Retype, exactly as they appear below, the lines between the line holding "note.title = title;" and the line holding "state.notes.remove(&note_id);", both ends included.

------ Extracted information

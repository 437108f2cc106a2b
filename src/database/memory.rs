use std::collections::HashMap;

use async_trait::async_trait;
use chrono::{DateTime, Duration, DurationRound, Utc};
use tokio::sync::RwLock;
use uuid::Uuid;

use super::manager::DatabaseError;
use super::models::{
    NewNote, Note, NoteChanges, NoteSummary, NoteWithNotebook, Notebook, NotebookDetail,
    NotebookRef, NotebookWithNotes,
};
use super::store::NoteStore;

/// In-process store with the same ownership and ordering rules as PostgreSQL
#[derive(Default)]
pub struct MemoryNoteStore {
    state: RwLock<State>,
}

#[derive(Default)]
struct State {
    notebooks: HashMap<Uuid, Notebook>,
    notes: HashMap<Uuid, Note>,
    last_timestamp: Option<DateTime<Utc>>,
}

impl State {
    /// Microsecond clock that never repeats, so ordering by timestamp is total
    fn now(&mut self) -> DateTime<Utc> {
        let now = Utc::now();
        let now = now
            .duration_trunc(Duration::microseconds(1))
            .unwrap_or(now);
        let next = match self.last_timestamp {
            Some(last) if now <= last => last + Duration::microseconds(1),
            _ => now,
        };
        self.last_timestamp = Some(next);
        next
    }

    fn owned_notebook(&self, user_id: Uuid, notebook_id: Uuid) -> Result<&Notebook, DatabaseError> {
        self.notebooks
            .get(&notebook_id)
            .filter(|notebook| notebook.user_id == user_id)
            .ok_or_else(DatabaseError::notebook_not_found)
    }

    fn owns_note(&self, user_id: Uuid, note: &Note) -> bool {
        self.notebooks
            .get(&note.notebook_id)
            .is_some_and(|notebook| notebook.user_id == user_id)
    }

    fn notes_in(&self, notebook_id: Uuid) -> Vec<Note> {
        let mut notes: Vec<Note> = self
            .notes
            .values()
            .filter(|note| note.notebook_id == notebook_id)
            .cloned()
            .collect();
        notes.sort_by(|a, b| b.updated_at.cmp(&a.updated_at).then(a.id.cmp(&b.id)));
        notes
    }
}

impl MemoryNoteStore {
    pub fn new() -> Self {
        Self::default()
    }
}

#[async_trait]
impl NoteStore for MemoryNoteStore {
    async fn ping(&self) -> Result<(), DatabaseError> {
        Ok(())
    }

    async fn get_notebooks(&self, user_id: Uuid) -> Result<Vec<NotebookWithNotes>, DatabaseError> {
        let state = self.state.read().await;
        let mut notebooks: Vec<&Notebook> = state
            .notebooks
            .values()
            .filter(|notebook| notebook.user_id == user_id)
            .collect();
        notebooks.sort_by(|a, b| a.created_at.cmp(&b.created_at).then(a.id.cmp(&b.id)));

        Ok(notebooks
            .into_iter()
            .map(|notebook| NotebookWithNotes {
                notebook: notebook.clone(),
                notes: state
                    .notes_in(notebook.id)
                    .into_iter()
                    .map(|note| NoteSummary {
                        id: note.id,
                        notebook_id: note.notebook_id,
                        title: note.title,
                        updated_at: note.updated_at,
                    })
                    .collect(),
            })
            .collect())
    }

    async fn get_notebook_by_id(
        &self,
        user_id: Uuid,
        notebook_id: Uuid,
    ) -> Result<NotebookDetail, DatabaseError> {
        let state = self.state.read().await;
        let notebook = state.owned_notebook(user_id, notebook_id)?.clone();
        let notes = state.notes_in(notebook_id);
        Ok(NotebookDetail { notebook, notes })
    }

    async fn create_notebook(&self, user_id: Uuid, name: &str) -> Result<Notebook, DatabaseError> {
        let mut state = self.state.write().await;
        let now = state.now();
        let notebook = Notebook {
            id: Uuid::new_v4(),
            name: name.to_string(),
            user_id,
            created_at: now,
            updated_at: now,
        };
        state.notebooks.insert(notebook.id, notebook.clone());
        Ok(notebook)
    }

    async fn update_notebook(
        &self,
        user_id: Uuid,
        notebook_id: Uuid,
        name: &str,
    ) -> Result<Notebook, DatabaseError> {
        let mut state = self.state.write().await;
        state.owned_notebook(user_id, notebook_id)?;
        let now = state.now();
        let notebook = state
            .notebooks
            .get_mut(&notebook_id)
            .ok_or_else(DatabaseError::notebook_not_found)?;
        notebook.name = name.to_string();
        notebook.updated_at = now;
        Ok(notebook.clone())
    }

    async fn delete_notebook(&self, user_id: Uuid, notebook_id: Uuid) -> Result<(), DatabaseError> {
        let mut state = self.state.write().await;
        state.owned_notebook(user_id, notebook_id)?;
        state.notebooks.remove(&notebook_id);
        state.notes.retain(|_, note| note.notebook_id != notebook_id);
        Ok(())
    }

    async fn create_note(&self, user_id: Uuid, note: NewNote) -> Result<Note, DatabaseError> {
        let mut state = self.state.write().await;
        state.owned_notebook(user_id, note.notebook_id)?;
        let now = state.now();
        let note = Note {
            id: Uuid::new_v4(),
            notebook_id: note.notebook_id,
            title: note.title,
            content: note.content.map(|doc| doc.to_value()),
            created_at: now,
            updated_at: now,
        };
        state.notes.insert(note.id, note.clone());
        Ok(note)
    }

    async fn get_notes_by_notebook(
        &self,
        user_id: Uuid,
        notebook_id: Uuid,
    ) -> Result<Vec<Note>, DatabaseError> {
        let state = self.state.read().await;
        state.owned_notebook(user_id, notebook_id)?;
        Ok(state.notes_in(notebook_id))
    }

    async fn get_note_by_id(&self, user_id: Uuid, note_id: Uuid) -> Result<NoteWithNotebook, DatabaseError> {
        let state = self.state.read().await;
        let note = state
            .notes
            .get(&note_id)
            .filter(|note| state.owns_note(user_id, note))
            .ok_or_else(DatabaseError::note_not_found)?;
        let notebook = state.owned_notebook(user_id, note.notebook_id)?;
        Ok(NoteWithNotebook {
            note: note.clone(),
            notebook: NotebookRef {
                id: notebook.id,
                name: notebook.name.clone(),
            },
        })
    }

    async fn update_note(
        &self,
        user_id: Uuid,
        note_id: Uuid,
        changes: NoteChanges,
    ) -> Result<Note, DatabaseError> {
        let mut state = self.state.write().await;
        let owned = state
            .notes
            .get(&note_id)
            .is_some_and(|note| state.owns_note(user_id, note));
        if !owned {
            return Err(DatabaseError::note_not_found());
        }
        let now = state.now();
        let note = state
            .notes
            .get_mut(&note_id)
            .ok_or_else(DatabaseError::note_not_found)?;
        if let Some(title) = changes.title {
            note.title = title;
        }
        if let Some(content) = changes.content {
            note.content = Some(content.to_value());
        }
        note.updated_at = now;
        Ok(note.clone())
    }

    async fn delete_note(&self, user_id: Uuid, note_id: Uuid) -> Result<(), DatabaseError> {
        let mut state = self.state.write().await;
        let owned = state
            .notes
            .get(&note_id)
            .is_some_and(|note| state.owns_note(user_id, note));
        if !owned {
            return Err(DatabaseError::note_not_found());
        }
        state.notes.remove(&note_id);
        Ok(())
    }
}

#[cfg(test)]
mod tests {
    use super::*;
    use crate::document::Document;
    use serde_json::json;

    fn new_note(notebook_id: Uuid, title: &str) -> NewNote {
        NewNote {
            notebook_id,
            title: title.to_string(),
            content: None,
        }
    }

    #[tokio::test]
    async fn notebooks_are_listed_oldest_first_with_newest_notes_first() {
        let store = MemoryNoteStore::new();
        let user = Uuid::new_v4();
        let first = store.create_notebook(user, "First").await.unwrap();
        let second = store.create_notebook(user, "Second").await.unwrap();
        let older = store.create_note(user, new_note(first.id, "Older")).await.unwrap();
        let newer = store.create_note(user, new_note(first.id, "Newer")).await.unwrap();

        let listed = store.get_notebooks(user).await.unwrap();
        let names: Vec<_> = listed.iter().map(|entry| entry.notebook.name.as_str()).collect();
        assert_eq!(names, vec!["First", "Second"]);
        let titles: Vec<_> = listed[0].notes.iter().map(|note| note.id).collect();
        assert_eq!(titles, vec![newer.id, older.id]);
        assert!(listed[1].notes.is_empty());
        assert_eq!(listed[1].notebook.id, second.id);

        // editing the older note moves it to the top
        store
            .update_note(user, older.id, NoteChanges { title: Some("Edited".into()), content: None })
            .await
            .unwrap();
        let notes = store.get_notes_by_notebook(user, first.id).await.unwrap();
        assert_eq!(notes[0].id, older.id);
        assert_eq!(notes[0].title, "Edited");
    }

    #[tokio::test]
    async fn other_users_see_not_found() {
        let store = MemoryNoteStore::new();
        let owner = Uuid::new_v4();
        let intruder = Uuid::new_v4();
        let notebook = store.create_notebook(owner, "Private").await.unwrap();
        let note = store.create_note(owner, new_note(notebook.id, "Secret")).await.unwrap();

        assert!(store.get_notebooks(intruder).await.unwrap().is_empty());
        assert!(matches!(
            store.get_notebook_by_id(intruder, notebook.id).await,
            Err(DatabaseError::NotFound(_))
        ));
        assert!(matches!(
            store.update_notebook(intruder, notebook.id, "Mine").await,
            Err(DatabaseError::NotFound(_))
        ));
        assert!(matches!(
            store.create_note(intruder, new_note(notebook.id, "Planted")).await,
            Err(DatabaseError::NotFound(_))
        ));
        assert!(matches!(
            store.get_note_by_id(intruder, note.id).await,
            Err(DatabaseError::NotFound(_))
        ));
        assert!(matches!(
            store.update_note(intruder, note.id, NoteChanges::default()).await,
            Err(DatabaseError::NotFound(_))
        ));
        assert!(matches!(store.delete_note(intruder, note.id).await, Err(DatabaseError::NotFound(_))));
        assert!(matches!(
            store.delete_notebook(intruder, notebook.id).await,
            Err(DatabaseError::NotFound(_))
        ));

        // nothing changed for the owner
        let fetched = store.get_note_by_id(owner, note.id).await.unwrap();
        assert_eq!(fetched.note.title, "Secret");
        assert_eq!(fetched.notebook.name, "Private");
    }

    #[tokio::test]
    async fn deleting_a_notebook_deletes_its_notes() {
        let store = MemoryNoteStore::new();
        let user = Uuid::new_v4();
        let doomed = store.create_notebook(user, "Doomed").await.unwrap();
        let kept = store.create_notebook(user, "Kept").await.unwrap();
        let gone = store.create_note(user, new_note(doomed.id, "Gone")).await.unwrap();
        let stays = store.create_note(user, new_note(kept.id, "Stays")).await.unwrap();

        store.delete_notebook(user, doomed.id).await.unwrap();

        assert!(matches!(store.get_note_by_id(user, gone.id).await, Err(DatabaseError::NotFound(_))));
        assert!(store.get_note_by_id(user, stays.id).await.is_ok());
        assert_eq!(store.get_notebooks(user).await.unwrap().len(), 1);
    }

    #[tokio::test]
    async fn content_is_stored_in_object_form_and_updates_are_partial() {
        let store = MemoryNoteStore::new();
        let user = Uuid::new_v4();
        let notebook = store.create_notebook(user, "Docs").await.unwrap();
        let note = store.create_note(user, new_note(notebook.id, "Draft")).await.unwrap();
        assert_eq!(note.content, None);

        let doc = Document::from_value(json!([
            { "type": "paragraph", "content": [{ "type": "text", "text": "hello" }] }
        ]))
        .unwrap();
        let updated = store
            .update_note(user, note.id, NoteChanges { title: None, content: Some(doc) })
            .await
            .unwrap();

        assert_eq!(updated.title, "Draft");
        assert_eq!(
            updated.content,
            Some(json!({
                "type": "doc",
                "content": [{ "type": "paragraph", "content": [{ "type": "text", "text": "hello" }] }]
            }))
        );
        assert!(updated.updated_at > note.updated_at);
        assert_eq!(updated.created_at, note.created_at);
    }

    #[tokio::test]
    async fn renaming_bumps_updated_at() {
        let store = MemoryNoteStore::new();
        let user = Uuid::new_v4();
        let notebook = store.create_notebook(user, "Old").await.unwrap();
        let renamed = store.update_notebook(user, notebook.id, "New").await.unwrap();
        assert_eq!(renamed.name, "New");
        assert!(renamed.updated_at > notebook.updated_at);
    }
}
use axum::{
    extract::{Path, State},
    Extension,
};

use crate::app::AppState;
use crate::error::ApiError;
use crate::handlers::protected::utils::parse_uuid;
use crate::middleware::{ApiResponse, ApiResult, AuthUser};
use crate::services::NotePreview;

/// GET /api/notes/:id/preview - Read-only rendering of a note
pub async fn preview(
    State(state): State<AppState>,
    Extension(user): Extension<AuthUser>,
    Path(id): Path<String>,
) -> ApiResult<NotePreview> {
    let note_id = parse_uuid("id", &id)?;
    let entry = state.store.get_note_by_id(user.user_id, note_id).await?;
    let preview = NotePreview::new(&entry).map_err(|e| {
        tracing::error!(%note_id, "Stored note content is unreadable: {}", e);
        ApiError::internal_server_error("Stored note content is unreadable")
    })?;
    Ok(ApiResponse::success(preview))
}
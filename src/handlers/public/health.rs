use axum::{extract::State, http::StatusCode, response::IntoResponse, Json};
use serde_json::json;

use crate::app::AppState;

/// GET /health - Liveness plus a store ping
pub async fn health(State(state): State<AppState>) -> impl IntoResponse {
    let now = chrono::Utc::now();

    match state.store.ping().await {
        Ok(_) => (
            StatusCode::OK,
            Json(json!({
                "success": true,
                "data": {
                    "status": "ok",
                    "timestamp": now,
                    "storage": "ok"
                }
            })),
        ),
        Err(e) => {
            tracing::warn!("Health check failed: {}", e);
            (
                StatusCode::SERVICE_UNAVAILABLE,
                Json(json!({
                    "success": false,
                    "error": "storage unavailable",
                    "code": "SERVICE_UNAVAILABLE",
                    "data": {
                        "status": "degraded",
                        "timestamp": now
                    }
                })),
            )
        }
    }
}
// handlers/protected/mod.rs - Protected handlers (session required)
//
// Route Prefix: /api/*
// Middleware: session_auth_middleware injects AuthUser; every store call is
// scoped to that user.
pub mod auth;
pub mod documents;
pub mod notebooks;
pub mod notes;
pub mod sidebar;
pub mod utils;
pub mod navigation;

pub use navigation::sidebar as sidebar_get;
use std::sync::Arc;

use axum::{
    extract::DefaultBodyLimit,
    http::{
        header::{AUTHORIZATION, CONTENT_TYPE},
        HeaderValue, Method,
    },
    middleware,
    routing::{get, post},
    Router,
};
use tower::ServiceBuilder;
use tower_http::{cors::CorsLayer, trace::TraceLayer};

use crate::auth::SessionProvider;
use crate::config::AppConfig;
use crate::database::NoteStore;
use crate::document::ValidationOptions;
use crate::handlers::{protected, public};
use crate::middleware::session_auth_middleware;

/// Shared handles every handler receives
#[derive(Clone)]
pub struct AppState {
    pub store: Arc<dyn NoteStore>,
    pub sessions: Arc<dyn SessionProvider>,
    pub config: Arc<AppConfig>,
}

impl AppState {
    pub fn new(
        store: Arc<dyn NoteStore>,
        sessions: Arc<dyn SessionProvider>,
        config: AppConfig,
    ) -> Self {
        Self {
            store,
            sessions,
            config: Arc::new(config),
        }
    }

    pub fn validation_options(&self) -> ValidationOptions {
        ValidationOptions::from(&self.config.document)
    }
}

/// Full router: public routes, session-protected `/api` routes, global layers
pub fn app(state: AppState) -> Router {
    let protected = Router::new()
        .merge(auth_routes())
        .merge(notebook_routes())
        .merge(note_routes())
        .merge(sidebar_routes())
        .merge(document_routes())
        .route_layer(middleware::from_fn_with_state(
            state.clone(),
            session_auth_middleware,
        ));

    let mut router = Router::new()
        // Public
        .route("/", get(public::root))
        .route("/health", get(public::health))
        // Protected API
        .merge(protected)
        // Global middleware
        .layer(
            ServiceBuilder::new()
                .layer(TraceLayer::new_for_http())
                .layer(DefaultBodyLimit::max(state.config.api.max_request_size_bytes)),
        );

    if state.config.security.enable_cors {
        router = router.layer(cors_layer(&state.config));
    }

    router.with_state(state)
}

fn cors_layer(config: &AppConfig) -> CorsLayer {
    let origins: Vec<HeaderValue> = config
        .security
        .cors_origins
        .iter()
        .filter_map(|origin| match HeaderValue::from_str(origin) {
            Ok(value) => Some(value),
            Err(_) => {
                tracing::warn!("Ignoring invalid CORS origin: {}", origin);
                None
            }
        })
        .collect();

    CorsLayer::new()
        .allow_origin(origins)
        .allow_methods([Method::GET, Method::POST, Method::PATCH, Method::DELETE, Method::OPTIONS])
        .allow_headers([AUTHORIZATION, CONTENT_TYPE])
        .allow_credentials(true)
}

fn auth_routes() -> Router<AppState> {
    use protected::auth;

    Router::new().route("/api/auth/whoami", get(auth::whoami))
}

fn notebook_routes() -> Router<AppState> {
    use protected::notebooks;

    Router::new()
        .route(
            "/api/notebooks",
            get(notebooks::notebooks_get).post(notebooks::notebooks_post),
        )
        .route(
            "/api/notebooks/:id",
            get(notebooks::notebook_get)
                .patch(notebooks::notebook_patch)
                .delete(notebooks::notebook_delete),
        )
        .route(
            "/api/notebooks/:id/notes",
            get(notebooks::notebook_notes_get).post(notebooks::notebook_notes_post),
        )
}

fn note_routes() -> Router<AppState> {
    use protected::notes;

    Router::new()
        .route(
            "/api/notes/:id",
            get(notes::note_get)
                .patch(notes::note_patch)
                .delete(notes::note_delete),
        )
        .route("/api/notes/:id/preview", get(notes::note_preview))
        .route("/api/notes/:id/export", get(notes::note_export))
}

fn sidebar_routes() -> Router<AppState> {
    use protected::sidebar;

    Router::new().route("/api/sidebar", get(sidebar::sidebar_get))
}

fn document_routes() -> Router<AppState> {
    use protected::documents;

    Router::new().route("/api/documents/validate", post(documents::documents_validate))
}
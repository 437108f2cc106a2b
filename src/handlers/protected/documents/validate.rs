use axum::{
    extract::{rejection::JsonRejection, State},
    Json,
};
use serde::Serialize;
use serde_json::Value;

use crate::app::AppState;
use crate::document::{self, text, Document, DocumentError, Violation};
use crate::middleware::{ApiResponse, ApiResult};

#[derive(Debug, Serialize)]
pub struct ValidationReport {
    pub valid: bool,
    pub violations: Vec<Violation>,
    pub node_count: usize,
    pub word_count: usize,
    pub character_count: usize,
}

/// POST /api/documents/validate - Check editor content without saving it
///
/// Structural problems are reported in the body with `valid: false`; only
/// JSON that is not a document at all is rejected with 400.
pub async fn validate(
    State(state): State<AppState>,
    payload: Result<Json<Value>, JsonRejection>,
) -> ApiResult<ValidationReport> {
    let Json(value) = payload?;
    let doc = match Document::from_value(value) {
        Ok(doc) => doc,
        Err(DocumentError::Invalid(violations)) => {
            return Ok(ApiResponse::success(ValidationReport {
                valid: false,
                violations,
                node_count: 0,
                word_count: 0,
                character_count: 0,
            }));
        }
        Err(err) => return Err(err.into()),
    };

    let violations = match document::validate(&doc, &state.validation_options()) {
        Ok(()) => Vec::new(),
        Err(err) => err.violations().to_vec(),
    };

    Ok(ApiResponse::success(ValidationReport {
        valid: violations.is_empty(),
        violations,
        node_count: doc.node_count(),
        word_count: text::word_count(&doc),
        character_count: text::character_count(&doc),
    }))
}
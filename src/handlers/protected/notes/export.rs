use axum::{
    extract::{rejection::QueryRejection, Path, Query, State},
    http::{
        header::{CONTENT_DISPOSITION, CONTENT_TYPE, ETAG},
        HeaderValue,
    },
    response::{IntoResponse, Response},
    Extension,
};
use serde::Deserialize;

use crate::app::AppState;
use crate::document::Document;
use crate::error::ApiError;
use crate::handlers::protected::utils::parse_uuid;
use crate::middleware::AuthUser;
use crate::services::{cards::display_title, content_checksum, file_name, ExportFormat};

#[derive(Debug, Deserialize)]
pub struct ExportQuery {
    /// html (default), markdown/md, text/txt or json
    pub format: Option<String>,
}

/// GET /api/notes/:id/export?format= - Download a note
///
/// Responds with the raw rendering (not the JSON envelope), a
/// `Content-Disposition` attachment name derived from the title and an
/// `ETag` of the stored content.
pub async fn export(
    State(state): State<AppState>,
    Extension(user): Extension<AuthUser>,
    Path(id): Path<String>,
    query: Result<Query<ExportQuery>, QueryRejection>,
) -> Result<Response, ApiError> {
    let note_id = parse_uuid("id", &id)?;
    let Query(query) = query?;
    let format = match query.format.as_deref() {
        None => ExportFormat::default(),
        Some(raw) => ExportFormat::parse(raw).ok_or_else(|| {
            ApiError::field_error("format", "Must be one of html, markdown, text, json")
        })?,
    };

    let entry = state.store.get_note_by_id(user.user_id, note_id).await?;
    let doc = entry
        .note
        .document()
        .map_err(|e| {
            tracing::error!(%note_id, "Stored note content is unreadable: {}", e);
            ApiError::internal_server_error("Stored note content is unreadable")
        })?
        .unwrap_or_else(Document::empty);

    let title = display_title(&entry.note.title);
    let exported = format.export(title, &doc);
    let disposition = format!(
        "attachment; filename=\"{}\"",
        file_name(title, exported.extension)
    );

    let mut response = exported.body.into_response();
    let headers = response.headers_mut();
    headers.insert(CONTENT_TYPE, HeaderValue::from_static(exported.content_type));
    if let Ok(value) = HeaderValue::from_str(&disposition) {
        headers.insert(CONTENT_DISPOSITION, value);
    }
    if let Some(checksum) = content_checksum(entry.note.content.as_ref()) {
        if let Ok(value) = HeaderValue::from_str(&format!("\"{}\"", checksum)) {
            headers.insert(ETAG, value);
        }
    }
    Ok(response)
}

------------

#### Task answer
            note.title = title;
        }
        if let Some(content) = changes.content {
            note.content = Some(content.to_value());
        }
        note.updated_at = now;
        Ok(note.clone())
    }

    async fn delete_note(&self, user_id: Uuid, note_id: Uuid) -> Result<(), DatabaseError> {
        let mut state = self.state.write().await;
        let owned = state
            .notes
            .get(&note_id)
            .is_some_and(|note| state.owns_note(user_id, note));
        if !owned {
            return Err(DatabaseError::note_not_found());
        }
        state.notes.remove(&note_id);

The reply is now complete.